WHAT THIS TASK INVOLVES: Wherever "InvalidHex" appears in the records below, copy the line that holds it.
DATA EXTRACT Start Marker
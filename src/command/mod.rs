// SPDX-License-Identifier: MPL-2.0
// This Source Code Form is subject to the terms of the Mozilla Public
// License, v. 2.0. If a copy of the MPL was not distributed with this
// file, You can obtain one at https://mozilla.org/MPL/2.0/.

//! `UberSmart` command definitions.
//!
//! A command is one opcode byte followed by a fixed payload, written to the
//! device's write characteristic in a single GATT write. Commands are also
//! rendered as lowercase hex for logging and for the textual form accepted
//! by [`RawCommand`].
//!
//! # Available Commands
//!
//! | Command Type | Opcode | Payload |
//! |-------------|--------|---------|
//! | [`StatusRequest`] | - | none; only (re)establishes the link |
//! | [`SwitchCommand`] | `06` | element, pump, holiday, solenoid (4 bytes) |
//! | [`SetTimeCommand`] | `09` | [`TimePayload`](crate::types::TimePayload) (12 bytes) |
//! | [`EnableAccessPointCommand`] | `14` | none |
//! | [`RawCommand`] | any | any |
//!
//! # Examples
//!
//! ```
//! use ubersolar_lib::command::{Command, SwitchCommand};
//! use ubersolar_lib::types::Switches;
//!
//! let cmd = SwitchCommand::new("00000002".parse::<Switches>().unwrap());
//! assert_eq!(cmd.to_hex(), "0600000002");
//! ```

mod switch;
mod system;
mod time;

pub use switch::SwitchCommand;
pub use system::{EnableAccessPointCommand, StatusRequest};
pub use time::SetTimeCommand;

use crate::error::ValueError;

/// Opcode that writes all four switches at once.
pub const OPCODE_SET_SWITCHES: u8 = 0x06;

/// Opcode that sets the device clock.
pub const OPCODE_SET_TIME: u8 = 0x09;

/// Opcode that starts the device's Wi-Fi access point.
pub const OPCODE_ENABLE_ACCESS_POINT: u8 = 0x14;

/// A command that can be sent to an `UberSmart` device.
pub trait Command {
    /// Returns the opcode, or `None` for requests that write nothing.
    fn opcode(&self) -> Option<u8>;

    /// Returns the payload following the opcode.
    fn payload(&self) -> Vec<u8>;

    /// Returns the bytes written to the device.
    fn to_bytes(&self) -> Vec<u8> {
        match self.opcode() {
            Some(opcode) => {
                let payload = self.payload();
                let mut bytes = Vec::with_capacity(1 + payload.len());
                bytes.push(opcode);
                bytes.extend_from_slice(&payload);
                bytes
            }
            None => Vec::new(),
        }
    }

    /// Returns the command as lowercase hex.
    fn to_hex(&self) -> String {
        encode_hex(&self.to_bytes())
    }
}

/// An arbitrary command given as raw bytes.
///
/// # Examples
///
/// ```
/// use ubersolar_lib::command::{Command, RawCommand};
///
/// let cmd: RawCommand = "0600010000".parse().unwrap();
/// assert_eq!(cmd.opcode(), Some(0x06));
/// assert_eq!(cmd.payload(), vec![0, 1, 0, 0]);
/// ```
#[derive(Debug, Clone, PartialEq, Eq)]
pub struct RawCommand(Vec<u8>);

impl RawCommand {
    /// Wraps raw bytes, opcode first.
    #[must_use]
    pub fn new(bytes: Vec<u8>) -> Self {
        Self(bytes)
    }
}

impl std::str::FromStr for RawCommand {
    type Err = ValueError;

    fn from_str(s: &str) -> Result<Self, Self::Err> {
        decode_hex(s).map(Self)
    }
}

impl Command for RawCommand {
    fn opcode(&self) -> Option<u8> {
        self.0.first().copied()
    }

    fn payload(&self) -> Vec<u8> {
        self.0.get(1..).map(<[u8]>::to_vec).unwrap_or_default()
    }
}

/// Encodes bytes as lowercase hex.
#[must_use]
pub fn encode_hex(bytes: &[u8]) -> String {
    use std::fmt::Write;

    bytes
        .iter()
        .fold(String::with_capacity(bytes.len() * 2), |mut out, b| {
            // Writing to a String cannot fail
            let _ = write!(out, "{b:02x}");
            out
        })
}

/// Decodes a hex string into bytes.
///
/// # Errors
///
/// Returns [`ValueError::InvalidHex`] if the string has an odd length or
/// contains non-hex characters.
pub fn decode_hex(s: &str) -> Result<Vec<u8>, ValueError> {
    if s.len() % 2 != 0 || !s.is_ascii() {
        return Err(ValueError::InvalidHex(s.to_string()));
    }
    (0..s.len())
        .step_by(2)
        .map(|i| {
            u8::from_str_radix(&s[i..i + 2], 16).map_err(|_| ValueError::InvalidHex(s.to_string()))
        })
        .collect()
}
DATA EXTRACT End Marker
TASK RESPONSE:
/// Returns [`ValueError::InvalidHex`] if the string has an odd length or
        return Err(ValueError::InvalidHex(s.to_string()));
            u8::from_str_radix(&s[i..i + 2], 16).map_err(|_| ValueError::InvalidHex(s.to_string()))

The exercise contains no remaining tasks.